4 Ways (not) to fail with Revenue Growth Management

Revenue Management is just for the RM team

Revenue management is your core business. It requires to be led by senior leadership and needs to be supported by all main functions of a company. Just like an empty hotel room or a half-filled passenger plane for those industries, missing out on a shopping trip can’t be reversed and is inefficient use of your business platform. 

 

It is all about increasing prices

Contrary to common believe, the biggest wins do not come from raising prices. While price adjustments may be a quick initial win for established brands, they also risk to alienate more shoppers in increasingly commoditized categories with hard discounters and private labels simply winning volume share faster.

 

Ignore why a shopper is shopping here and now

For decades companies have segmented shoppers with different brands, propositions and price points.
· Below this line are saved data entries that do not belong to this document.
//! Session token types.

use secrecy::{ExposeSecret, SecretString};
use serde::{Deserialize, Serialize};

/// The token triple handed out by the identity provider.
///
/// A session only exists while an access token is present. The refresh and
/// identity tokens are optional because a stored session may lack them.
#[derive(Debug, Clone)]
pub struct Session {
    /// Access token sent as the bearer credential.
    pub access_token: SecretString,
    /// Refresh token for obtaining new access tokens.
    pub refresh_token: Option<SecretString>,
    /// Identity token, kept alongside the access token.
    pub id_token: Option<SecretString>,
}

impl Session {
    pub fn new(
        access_token: String,
        refresh_token: Option<String>,
        id_token: Option<String>,
    ) -> Self {
        Self {
            access_token: SecretString::new(access_token),
            refresh_token: refresh_token.map(SecretString::new),
            id_token: id_token.map(SecretString::new),
        }
    }

    /// Replace the access and identity tokens after a refresh.
    /// The refresh token is kept as-is.
    pub fn with_access(mut self, access_token: String, id_token: Option<String>) -> Self {
        self.access_token = SecretString::new(access_token);
        if id_token.is_some() {
            self.id_token = id_token.map(SecretString::new);
        }
        self
    }
}

/// Plain serializable form of a [`Session`] used for durable storage.
#[derive(Debug, Clone, PartialEq, Serialize, Deserialize)]
#[serde(rename_all = "camelCase")]
pub struct StoredSession {
    pub access_token: String,
    #[serde(default, skip_serializing_if = "Option::is_none")]
    pub refresh_token: Option<String>,
    #[serde(default, skip_serializing_if = "Option::is_none")]
    pub id_token: Option<String>,
}

impl From<&Session> for StoredSession {
    fn from(session: &Session) -> Self {
        Self {
            access_token: session.access_token.expose_secret().clone(),
            refresh_token: session
                .refresh_token
                .as_ref()
                .map(|t| t.expose_secret().clone()),
            id_token: session.id_token.as_ref().map(|t| t.expose_secret().clone()),
        }
    }
}

impl From<StoredSession> for Session {
    fn from(stored: StoredSession) -> Self {
        Session::new(stored.access_token, stored.refresh_token, stored.id_token)
    }
}
use clap::builder::TypedValueParser as _;
use clap::{Args, Parser};
use dotenvy::dotenv;
use log::LevelFilter;
use std::path::PathBuf;
use std::time::Duration;

/// Default todo REST API base URL used when `API_BASE_URL` is not set.
pub const DEFAULT_API_BASE_URL: &str = "http://localhost:3000";

/// Identity provider group whose members get premium features.
pub const DEFAULT_PREMIUM_GROUP: &str = "Premium-user";

const SESSION_DIR: &str = ".todo_client";
const SESSION_FILE_NAME: &str = "session.json";

#[derive(Clone, Debug, Args)]
pub struct Config {
    /// The base URL of the todo REST API, e.g. https://api.example.com/prod
    #[arg(long, env, default_value = DEFAULT_API_BASE_URL)]
    api_base_url: String,

    /// Path of the file the session tokens are kept in between runs.
    /// Defaults to ~/.todo_client/session.json
    #[arg(long, env)]
    session_file: Option<PathBuf>,

    /// Timeout in seconds for a single HTTP request
    #[arg(long, env, default_value_t = 30)]
    pub request_timeout_secs: u64,

    /// Maximum number of retries for transient HTTP failures
    #[arg(long, env, default_value_t = 3)]
    pub max_retries: u32,

    /// Identity provider group granting premium features such as tags
    #[arg(long, env, default_value = DEFAULT_PREMIUM_GROUP)]
    premium_group: String,

    /// Set the log level verbosity threshold (level) to control what gets displayed on console output
    #[arg(
        short,
        long,
        env,
        default_value_t = LevelFilter::Warn,
        value_parser = clap::builder::PossibleValuesParser::new(["OFF", "ERROR", "WARN", "INFO", "DEBUG", "TRACE"])
            .map(|s| s.parse::<LevelFilter>().unwrap()),
        )]
    pub log_level_filter: LevelFilter,
}

/// Lets `Config` be parsed on its own, outside of the CLI it is normally flattened into.
#[derive(Parser)]
struct Standalone {
    #[command(flatten)]
    config: Config,
}

impl Default for Config {
    fn default() -> Self {
        Standalone::parse_from(["todo"]).config
    }
}

impl Config {
    /// Load a `.env` file into the process environment, if one exists.
    /// Call before parsing so that `env` fallbacks can see its values.
    pub fn load_env_file() {
        dotenv().ok();
    }

    pub fn set_api_base_url(mut self, api_base_url: String) -> Self {
        self.api_base_url = api_base_url;
        self
    }

    /// The API base URL without a trailing slash.
    pub fn api_base_url(&self) -> &str {
        self.api_base_url.trim_end_matches('/')
    }

    pub fn set_session_file(mut self, session_file: PathBuf) -> Self {
        self.session_file = Some(session_file);
        self
    }

    /// The configured session file, else `~/.todo_client/session.json`,
    /// else `.todo_client/session.json` in the working directory.
    pub fn session_file(&self) -> PathBuf {
        if let Some(path) = &self.session_file {
            return path.clone();
        }

        std::env::var_os("HOME")
            .filter(|home| !home.is_empty())
            .map(PathBuf::from)
            .unwrap_or_default()
            .join(SESSION_DIR)
            .join(SESSION_FILE_NAME)
    }

    pub fn request_timeout(&self) -> Duration {
        Duration::from_secs(self.request_timeout_secs)
    }

    pub fn premium_group(&self) -> &str {
        &self.premium_group
    }
}

#[cfg(test)]
mod tests {
    use super::*;
    use serial_test::serial;
    use std::env;

    #[test]
    #[serial]
    fn test_defaults() {
        env::remove_var("API_BASE_URL");
        env::remove_var("PREMIUM_GROUP");
        env::remove_var("LOG_LEVEL_FILTER");

        let config = Config::default();
        assert_eq!(config.api_base_url(), DEFAULT_API_BASE_URL);
        assert_eq!(config.premium_group(), DEFAULT_PREMIUM_GROUP);
        assert_eq!(config.request_timeout(), Duration::from_secs(30));
        assert_eq!(config.max_retries, 3);
        assert_eq!(config.log_level_filter, LevelFilter::Warn);
    }

    #[test]
    #[serial]
    fn test_env_overrides() {
        env::set_var("API_BASE_URL", "https://api.example.com/prod/");
        env::set_var("PREMIUM_GROUP", "Gold");

        let config = Config::default();
        assert_eq!(config.api_base_url(), "https://api.example.com/prod");
        assert_eq!(config.premium_group(), "Gold");

        env::remove_var("API_BASE_URL");
        env::remove_var("PREMIUM_GROUP");
    }

    #[test]
    #[serial]
    fn test_session_file_defaults_under_home() {
        let saved_home = env::var_os("HOME");
        env::remove_var("SESSION_FILE");
        env::set_var("HOME", "/home/tester");

        let config = Config::default();
        assert_eq!(
            config.session_file(),
            PathBuf::from("/home/tester/.todo_client/session.json")
        );

        match saved_home {
            Some(home) => env::set_var("HOME", home),
            None => env::remove_var("HOME"),
        }

        let config = config.set_session_file(PathBuf::from("/tmp/s.json"));
        assert_eq!(config.session_file(), PathBuf::from("/tmp/s.json"));
    }
}
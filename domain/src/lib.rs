//! Todo operations on top of the authenticated API client.
//!
//! Entity types are re-exported so consumers of the `domain` crate do not need to depend on
//! the `entity` crate directly.
pub use entity::{tags, todos, users, Id};

pub mod auth;
pub mod error;
pub mod messages;
pub mod result;
pub mod tag;
pub mod todo;
pub mod user;

pub mod gateway;

pub use gateway::todo_api::TodoApiClient;
pub use result::ApiResult;
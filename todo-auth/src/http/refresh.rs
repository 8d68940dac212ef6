//! Bearer attachment and refresh-on-401 middleware.

use http::Extensions;
use reqwest::header::{HeaderValue, AUTHORIZATION};
use reqwest::{Request, Response, StatusCode};
use reqwest_middleware::{Middleware, Next};
use secrecy::{ExposeSecret, SecretString};
use serde::{Deserialize, Serialize};
use tracing::{debug, info, warn};

use crate::error::{token_error, Error, ErrorKind, HttpErrorKind, TokenErrorKind};
use crate::session::TokenStore;

/// Request extension that opts a request out of bearer attachment and refresh handling.
///
/// Used for the login, registration and confirmation endpoints, where a 401 means
/// bad credentials rather than an expired session.
#[derive(Debug, Clone, Copy, Default)]
pub struct Anonymous;

/// Set once a request has gone through a refresh, so its replay is never refreshed again.
#[derive(Debug, Clone, Copy)]
struct RefreshAttempted;

#[derive(Debug, Serialize)]
#[serde(rename_all = "camelCase")]
struct RefreshRequest<'a> {
    refresh_token: &'a str,
}

/// Tokens returned by the refresh endpoint.
#[derive(Debug, Deserialize)]
#[serde(rename_all = "camelCase")]
pub struct RefreshResponse {
    pub access_token: String,
    #[serde(default)]
    pub id_token: Option<String>,
}

/// Attaches the session's bearer token and recovers from a single 401 per request.
///
/// On a 401 the middleware refreshes the access token once and replays the original
/// request. Without a refresh token, or when the refresh fails, the session is cleared
/// and an error with [`Error::requires_login`] set is returned.
///
/// Concurrent 401s each trigger their own refresh; the token store keeps whichever
/// result is written last.
pub struct RefreshMiddleware {
    store: TokenStore,
    http: reqwest::Client,
    refresh_url: String,
}

impl RefreshMiddleware {
    /// # Arguments
    ///
    /// * `store` - Session token store shared with the rest of the client
    /// * `http` - Plain client used for the refresh call itself (must not carry this middleware)
    /// * `refresh_url` - Absolute URL of the refresh endpoint
    pub fn new(store: TokenStore, http: reqwest::Client, refresh_url: String) -> Self {
        Self {
            store,
            http,
            refresh_url,
        }
    }

    async fn refresh(&self, refresh_token: &SecretString) -> Result<RefreshResponse, Error> {
        debug!("Refreshing access token");

        let response = self
            .http
            .post(&self.refresh_url)
            .json(&RefreshRequest {
                refresh_token: refresh_token.expose_secret(),
            })
            .send()
            .await
            .map_err(refresh_failed)?;

        let status = response.status();
        if !status.is_success() {
            return Err(token_error(
                TokenErrorKind::RefreshFailed,
                &format!("Refresh endpoint returned {status}"),
            ));
        }

        response.json().await.map_err(refresh_failed)
    }

    async fn clear_session(&self) {
        if let Err(e) = self.store.clear().await {
            warn!("Failed to clear session after authentication failure: {e}");
        }
    }
}

#[async_trait::async_trait]
impl Middleware for RefreshMiddleware {
    async fn handle(
        &self,
        mut req: Request,
        extensions: &mut Extensions,
        next: Next<'_>,
    ) -> reqwest_middleware::Result<Response> {
        if extensions.get::<Anonymous>().is_some() {
            return next.run(req, extensions).await;
        }

        if let Some(access_token) = self.store.access_token().await {
            set_bearer(&mut req, &access_token).map_err(into_middleware_error)?;
        }

        let replay = req.try_clone();
        let response = next.clone().run(req, extensions).await?;

        if response.status() != StatusCode::UNAUTHORIZED
            || extensions.get::<RefreshAttempted>().is_some()
        {
            return Ok(response);
        }
        extensions.insert(RefreshAttempted);

        let Some(mut replay) = replay else {
            warn!("Received 401 for a request that cannot be replayed");
            return Ok(response);
        };

        let Some(refresh_token) = self.store.refresh_token().await else {
            info!("Received 401 without a refresh token, clearing session");
            self.clear_session().await;
            return Err(into_middleware_error(token_error(
                TokenErrorKind::MissingRefreshToken,
                "No refresh token available",
            )));
        };

        let refreshed = match self.refresh(&refresh_token).await {
            Ok(refreshed) => refreshed,
            Err(e) => {
                warn!("Token refresh failed, clearing session: {e}");
                self.clear_session().await;
                return Err(into_middleware_error(e));
            }
        };

        let access_token = SecretString::new(refreshed.access_token.clone());
        self.store
            .replace_access(refreshed.access_token, refreshed.id_token)
            .await
            .map_err(into_middleware_error)?;
        debug!("Access token refreshed, replaying {} {}", replay.method(), replay.url());

        set_bearer(&mut replay, &access_token).map_err(into_middleware_error)?;
        next.run(replay, extensions).await
    }
}

fn set_bearer(req: &mut Request, token: &SecretString) -> Result<(), Error> {
    let mut value = HeaderValue::from_str(&format!("Bearer {}", token.expose_secret()))
        .map_err(|err| Error {
            source: Some(Box::new(err)),
            error_kind: ErrorKind::Http(HttpErrorKind::BuilderFailed),
        })?;
    value.set_sensitive(true);
    req.headers_mut().insert(AUTHORIZATION, value);
    Ok(())
}

fn refresh_failed(err: reqwest::Error) -> Error {
    Error {
        source: Some(Box::new(err)),
        error_kind: ErrorKind::Token(TokenErrorKind::RefreshFailed),
    }
}

fn into_middleware_error(err: Error) -> reqwest_middleware::Error {
    reqwest_middleware::Error::Middleware(anyhow::Error::new(err))
}
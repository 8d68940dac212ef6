//! Durable storage backends for the session token store.

use std::io::ErrorKind as IoErrorKind;
use std::path::PathBuf;
use std::sync::Mutex;

use async_trait::async_trait;
use tokio::io::AsyncWriteExt;
use tracing::{debug, warn};

use super::StoredSession;
use crate::error::{serialization_error, storage_error, Error};

/// Trait for persisting the current session.
///
/// The token store calls `save` or `clear` on every mutation, so implementations
/// always mirror the latest in-memory state.
#[async_trait]
pub trait Storage: Send + Sync {
    /// Load the persisted session, if any.
    async fn load(&self) -> Result<Option<StoredSession>, Error>;

    /// Persist the session, overwriting whatever was stored before.
    async fn save(&self, session: &StoredSession) -> Result<(), Error>;

    /// Remove the persisted session. Clearing an empty storage is not an error.
    async fn clear(&self) -> Result<(), Error>;
}

/// Stores the session as a JSON document on disk.
///
/// Writes go to a sibling temp file that is renamed over the target, so a reader never
/// sees a half-written session. A file that cannot be decoded is discarded on load.
#[derive(Debug, Clone)]
pub struct FileStorage {
    path: PathBuf,
}

impl FileStorage {
    pub fn new(path: impl Into<PathBuf>) -> Self {
        Self { path: path.into() }
    }

    fn temp_path(&self) -> PathBuf {
        let mut name = self.path.file_name().unwrap_or_default().to_os_string();
        name.push(".tmp");
        self.path.with_file_name(name)
    }

    /// Create the temp file, owner-only on unix before any byte is written.
    async fn create_temp(&self) -> std::io::Result<tokio::fs::File> {
        let mut options = tokio::fs::OpenOptions::new();
        options.write(true).create(true).truncate(true);
        #[cfg(unix)]
        options.mode(0o600);
        options.open(self.temp_path()).await
    }
}

#[async_trait]
impl Storage for FileStorage {
    async fn load(&self) -> Result<Option<StoredSession>, Error> {
        let contents = match tokio::fs::read(&self.path).await {
            Ok(contents) => contents,
            Err(e) if e.kind() == IoErrorKind::NotFound => return Ok(None),
            Err(e) => return Err(storage_error(e)),
        };

        match serde_json::from_slice(&contents) {
            Ok(session) => {
                debug!("Loaded session from {}", self.path.display());
                Ok(Some(session))
            }
            Err(e) => {
                warn!(
                    "Discarding unreadable session file {}: {e}",
                    self.path.display()
                );
                self.clear().await?;
                Ok(None)
            }
        }
    }

    async fn save(&self, session: &StoredSession) -> Result<(), Error> {
        if let Some(parent) = self.path.parent().filter(|p| !p.as_os_str().is_empty()) {
            tokio::fs::create_dir_all(parent)
                .await
                .map_err(storage_error)?;
        }

        let contents = serde_json::to_vec_pretty(session).map_err(serialization_error)?;
        let mut file = self.create_temp().await.map_err(storage_error)?;
        file.write_all(&contents).await.map_err(storage_error)?;
        file.sync_all().await.map_err(storage_error)?;
        drop(file);

        tokio::fs::rename(self.temp_path(), &self.path)
            .await
            .map_err(storage_error)?;

        debug!("Saved session to {}", self.path.display());
        Ok(())
    }

    async fn clear(&self) -> Result<(), Error> {
        match tokio::fs::remove_file(&self.path).await {
            Ok(()) => Ok(()),
            Err(e) if e.kind() == IoErrorKind::NotFound => Ok(()),
            Err(e) => Err(storage_error(e)),
        }
    }
}

/// Keeps the session in process memory only.
#[derive(Debug, Default)]
pub struct MemoryStorage {
    session: Mutex<Option<StoredSession>>,
}

impl MemoryStorage {
    pub fn new() -> Self {
        Self::default()
    }

    /// Start with an already persisted session.
    pub fn with_session(session: StoredSession) -> Self {
        Self {
            session: Mutex::new(Some(session)),
        }
    }

    /// Snapshot of what is currently persisted.
    pub fn snapshot(&self) -> Option<StoredSession> {
        self.session
            .lock()
            .map(|session| session.clone())
            .unwrap_or_else(|poisoned| poisoned.into_inner().clone())
    }

    fn replace(&self, value: Option<StoredSession>) {
        match self.session.lock() {
            Ok(mut session) => *session = value,
            Err(poisoned) => *poisoned.into_inner() = value,
        }
    }
}

#[async_trait]
impl Storage for MemoryStorage {
    async fn load(&self) -> Result<Option<StoredSession>, Error> {
        Ok(self.snapshot())
    }

    async fn save(&self, session: &StoredSession) -> Result<(), Error> {
        self.replace(Some(session.clone()));
        Ok(())
    }

    async fn clear(&self) -> Result<(), Error> {
        self.replace(None);
        Ok(())
    }
}
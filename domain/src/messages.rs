//! User-facing messages for failed operations.
//!
//! Failure messages are used when the API does not explain the failure itself.

pub const LOGIN_FAILED: &str = "Login failed";
pub const REGISTER_FAILED: &str = "Registration failed";
pub const CONFIRM_FAILED: &str = "Confirmation failed";
pub const LOGOUT_FAILED: &str = "Logout failed";

pub const FETCH_TODOS_FAILED: &str = "Failed to fetch todos";
pub const FETCH_TODO_FAILED: &str = "Failed to fetch todo";
pub const CREATE_TODO_FAILED: &str = "Failed to create todo";
pub const UPDATE_TODO_FAILED: &str = "Failed to update todo";
pub const DELETE_TODO_FAILED: &str = "Failed to delete todo";

pub const FETCH_TAGS_FAILED: &str = "Failed to fetch tags";
pub const CREATE_TAG_FAILED: &str = "Failed to create tag";
pub const DELETE_TAG_FAILED: &str = "Failed to delete tag";
pub const FETCH_TODO_TAGS_FAILED: &str = "Failed to fetch todo tags";
pub const ASSIGN_TAG_FAILED: &str = "Failed to assign tag";
pub const REMOVE_TAG_FAILED: &str = "Failed to remove tag";

pub const CREDENTIALS_REQUIRED: &str = "Email and password are required";
pub const CODE_REQUIRED: &str = "Confirmation code is required";
pub const DESCRIPTION_REQUIRED: &str = "Description is required";
pub const NOTHING_TO_UPDATE: &str = "Nothing to update";
pub const TAG_NAME_REQUIRED: &str = "Tag name is required";
pub const TAG_NAME_TOO_LONG: &str = "Tag name must be at most 50 characters";
pub const INVALID_DUE_DATE: &str = "Due date must be YYYY-MM-DD or an RFC 3339 timestamp";
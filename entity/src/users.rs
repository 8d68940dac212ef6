use serde::{Deserialize, Serialize};
use std::fmt;

/// Subscription tier derived from the identity provider's group claim.
#[derive(Debug, Clone, Copy, Eq, PartialEq, Default, Deserialize, Serialize)]
#[serde(rename_all = "lowercase")]
pub enum UserType {
    #[default]
    Free,
    Premium,
}

impl UserType {
    pub fn is_premium(&self) -> bool {
        *self == UserType::Premium
    }
}

impl fmt::Display for UserType {
    fn fmt(&self, fmt: &mut fmt::Formatter<'_>) -> fmt::Result {
        match self {
            UserType::Free => write!(fmt, "free"),
            UserType::Premium => write!(fmt, "premium"),
        }
    }
}

/// The logged-in user, decoded from the access token. Never stored.
#[derive(Debug, Clone, PartialEq, Eq, Serialize, Deserialize)]
#[serde(rename_all = "camelCase")]
pub struct Model {
    pub username: Option<String>,
    pub sub: Option<String>,
    pub name: Option<String>,
    pub user_type: UserType,
}

impl Model {
    /// Name to greet the user with.
    pub fn display_name(&self) -> &str {
        self.name
            .as_deref()
            .or(self.username.as_deref())
            .unwrap_or("User")
    }
}

#[cfg(test)]
mod tests {
    use super::*;

    #[test]
    fn test_user_type_serializes_lowercase() {
        assert_eq!(
            serde_json::to_string(&UserType::Premium).unwrap(),
            "\"premium\""
        );
        assert_eq!(UserType::Free.to_string(), "free");
        assert_eq!(UserType::default(), UserType::Free);
    }

    #[test]
    fn test_display_name_falls_back() {
        let mut user = Model {
            username: Some("jdoe".to_string()),
            sub: None,
            name: None,
            user_type: UserType::Free,
        };
        assert_eq!(user.display_name(), "jdoe");

        user.username = None;
        assert_eq!(user.display_name(), "User");

        user.name = Some("Jane".to_string());
        assert_eq!(user.display_name(), "Jane");
    }
}
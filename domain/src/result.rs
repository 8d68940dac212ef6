//! Uniform `{ success, message }` result handed to callers of domain operations.

use serde::Serialize;

use crate::error::Error;

#[derive(Debug, Serialize)]
#[serde(rename_all = "camelCase")]
pub struct ApiResult<T: Serialize> {
    pub success: bool,
    #[serde(skip_serializing_if = "Option::is_none")]
    pub message: Option<String>,
    #[serde(skip_serializing_if = "Option::is_none")]
    pub data: Option<T>,
    /// Set when the caller should send the user back to login.
    #[serde(skip_serializing_if = "std::ops::Not::not")]
    pub login_required: bool,
}

impl<T: Serialize> ApiResult<T> {
    pub fn ok(data: T) -> Self {
        Self {
            success: true,
            message: None,
            data: Some(data),
            login_required: false,
        }
    }

    /// Failed result; `fallback` is used when the error carries no user-facing message.
    pub fn failed(err: &Error, fallback: &str) -> Self {
        Self {
            success: false,
            message: Some(err.user_message().unwrap_or_else(|| fallback.to_string())),
            data: None,
            login_required: err.requires_login(),
        }
    }

    pub fn from_result(result: Result<T, Error>, fallback: &str) -> Self {
        match result {
            Ok(data) => Self::ok(data),
            Err(err) => {
                log::debug!("{fallback}: {err:?}");
                Self::failed(&err, fallback)
            }
        }
    }
}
Targeting different shopping occasions is, surprisingly, still relatively new to some companies. Replenishment shopping in a hypermarket needs a different offer vs fill-in shopping in a convenience store.  Some retailer and suppliers are still offering a one size fits all pricing and promo offer and by doing so are leaving money on the table.

 

Ignore that shoppers switch between brands and stores

Some shoppers happily switch to a new product, a bigger pack size or a store with a big promotion. Others remain remarkably loyal. Targeting differentiated shopping behaviour is the main price of any revenue growth strategy.  Currently very few companies have developed RGM programs that target shopping behaviour.